Willert also reported that the football conversation has continued. While the school recently weighed its options, choosing to stay in the Southwest Conference over joining the Wright County Conference since it would not allow them to be a full member, Willert said there is still dialog going on between three different conferences.
"It's an ongoing challenge because of numbers," he said. "I recently spoke with the superintendent from Windom and while we have 25 high school seniors on our roster, because of injuries and such, they have 22 students total in grades 10-12. It's just the reality of where things are at today. We need to continue the conversation."
During the public forum, school board candidate Curt Kovash asked Willert to clarify his response that he gave during the Superintendent's Administrative Report. Willert implied that, after a recent meeting with a Minnesota Department of Education representative, it could be an uphill battle to get the flexible learning year (FLY) approved for a second three years.
"Did he indicate why?" Kovash said.
Willert said he thought it had a lot to do with research, much of which he questioned. "It's an economic discussion," he said. "They seem to be taking their research from census data and using it in general form. I do question their methodology."

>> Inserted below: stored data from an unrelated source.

use crate::error::EmitError;
use tokio::{
    task::JoinHandle,
    time::{timeout, Duration},
};

type DeliveryTask = JoinHandle<Result<(), EmitError>>;

/// Tracks the per-subscriber tasks spawned by one deferred emission.
///
/// [`len`](Self::len) is the snapshot size of that emission, i.e. the number
/// of subscribers the value was scheduled for. [`wait`](Self::wait) is the
/// completion point: it awaits every delivery in snapshot order and reports
/// whatever went wrong. Dropping the handler instead detaches the
/// deliveries; they still run to completion on the runtime.
#[derive(Default)]
pub struct DeliveryHandler {
    tasks: Vec<DeliveryTask>,
}

impl DeliveryHandler {
    pub(crate) fn new(tasks: Vec<DeliveryTask>) -> Self {
        Self { tasks }
    }

    /// Returns a handler with no deliveries. Waiting on it returns
    /// immediately with success.
    pub fn empty() -> Self {
        Self { tasks: Vec::new() }
    }

    /// The number of subscribers in the emission's snapshot.
    pub fn len(&self) -> usize {
        self.tasks.len()
    }

    /// Returns true if nothing was scheduled.
    pub fn is_empty(&self) -> bool {
        self.tasks.is_empty()
    }

    /// Waits for every delivery to finish.
    /// If `duration` is `None`, this waits indefinitely; otherwise each
    /// pending delivery gets at most `duration` to complete.
    /// Returns the snapshot size on full success, or
    /// [`EmitError::DeliveryFailed`] carrying every caught failure.
    pub async fn wait(self, duration: Option<Duration>) -> Result<usize, EmitError> {
        let n = self.tasks.len();
        let mut failures = Vec::new();

        for task in self.tasks {
            let joined = match duration {
                Some(limit) => match timeout(limit, task).await {
                    Ok(joined) => joined,
                    Err(_) => {
                        failures.push(EmitError::WaitTimeout(limit));
                        continue;
                    }
                },
                None => task.await,
            };
            match joined {
                Ok(Ok(())) => (),
                Ok(Err(e)) => failures.push(e),
                Err(e) => failures.push(EmitError::Join(e)),
            }
        }

        if failures.is_empty() {
            Ok(n)
        } else {
            Err(EmitError::DeliveryFailed(failures))
        }
    }
}

#[cfg(test)]
mod tests {
    use super::*;

    #[tokio::test]
    async fn test_empty_handler_wait() {
        let handler = DeliveryHandler::empty();
        assert!(handler.is_empty());
        let result = handler.wait(None).await;
        assert_eq!(result.unwrap(), 0);
    }

    #[tokio::test]
    async fn test_wait_counts_successes() {
        let tasks = (0..3).map(|_| tokio::spawn(async { Ok(()) })).collect();
        let handler = DeliveryHandler::new(tasks);
        assert_eq!(handler.len(), 3);
        assert_eq!(handler.wait(None).await.unwrap(), 3);
    }

    #[tokio::test]
    async fn test_wait_aggregates_failures() {
        let ok = tokio::spawn(async { Ok(()) });
        let failing = tokio::spawn(async {
            Err(EmitError::Subscriber {
                name: Some("bad".to_string()),
                source: "boom".into(),
            })
        });
        let handler = DeliveryHandler::new(vec![ok, failing]);

        match handler.wait(None).await {
            Err(EmitError::DeliveryFailed(failures)) => {
                assert_eq!(failures.len(), 1);
                assert!(matches!(&failures[0], EmitError::Subscriber { name, .. }
                    if name.as_deref() == Some("bad")));
            }
            other => panic!("expected aggregated failure, got {other:?}"),
        }
    }

    #[tokio::test]
    async fn test_wait_timeout() {
        let stuck = tokio::spawn(async {
            tokio::time::sleep(Duration::from_secs(60)).await;
            Ok(())
        });
        let handler = DeliveryHandler::new(vec![stuck]);

        match handler.wait(Some(Duration::from_millis(50))).await {
            Err(EmitError::DeliveryFailed(failures)) => {
                assert!(matches!(failures[0], EmitError::WaitTimeout(_)));
            }
            other => panic!("expected timeout, got {other:?}"),
        }
    }
}
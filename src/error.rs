use thiserror::Error;
use tokio::{task::JoinError, time::Duration};

/// The error type produced by a failing subscriber callback, either
/// synchronously or through a deferred [`Outcome`](crate::broadcaster::Outcome).
pub type SubscriberError = Box<dyn std::error::Error + Send + Sync>;

#[derive(Debug, Error)]
pub enum EmitError {
    /// A subscriber callback failed during delivery. The unsafe emit variants
    /// return this to the caller; the safe variants hand it to the
    /// caller-supplied error handler instead.
    #[error("subscriber {name:?} failed during delivery: {source}")]
    Subscriber {
        /// The diagnostic label attached at subscribe time, if any.
        name: Option<String>,
        source: SubscriberError,
    },
    /// One or more deliveries of a deferred emission failed. Contains every
    /// error caught while waiting on the delivery tasks.
    #[error("one or more deliveries failed: {0:?}")]
    DeliveryFailed(Vec<EmitError>),
    /// A spawned delivery task could not be joined.
    #[error("failed to join a delivery task: {0}")]
    Join(JoinError),
    /// Waiting on a delivery task exceeded the given duration.
    #[error("timed out after {0:?} while waiting for a delivery")]
    WaitTimeout(Duration),
    /// A subscriber returned a deferred outcome but no tokio runtime was
    /// available to drive it. Only reachable from the synchronous emit
    /// variants when called outside a runtime.
    #[error("a deferred subscriber outcome requires a running tokio runtime")]
    NoRuntime,
}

Ultimately, Education Commissioner Brenda Cassellius would make the final decision on the renewal of the FLY application. Willert said he preferred to hear from Cassellius firsthand.
Board member Bill Mulso said he also thought some of the reports on the subject were "flawed."
"Look at where we sit," Mulso said. "We're in the southwest corner of Minnesota, and South Dakota and Iowa both start early."
Bruce Lamprecht, director of business services, said there was a 4.94 percent increase in the preliminary levy amount compared to last year. Two reasons, he said, specifically accounted for the uptick.
"In the general fund, we have an increase of about $157,000, and that specifically, is for the anticipated lease agreement we will have with Southwest Minnesota State University for the Marshall Regional Track and Field Complex," Lamprecht said. "The other is in debt service. We did an additional excess levy reduction of $130,000 last year with our levy process and looking at it this year, we're going to need to go with what the Minnesota Department of Education is recommending because our fund balance is probably lower than it should be."
While the initial levy amount showed a 4.94 percent increase, it's possible that the amount could go down. It will not go up, Lamprecht said. Future meetings, including the Truth in Taxation meeting Dec. 3, will shed more light on the actual amount. The final levy increase will be approved at the Dec. 17th meeting, he said.
Lamprecht said any decrease in the levy wouldn't be much, and it would be hard to determine what tax impact it would have.
The board also approved a change in start time for the Oct. 15 meeting. Instead of beginning at the usual time (5:30 p.m.), the meeting will start at 4 p.m.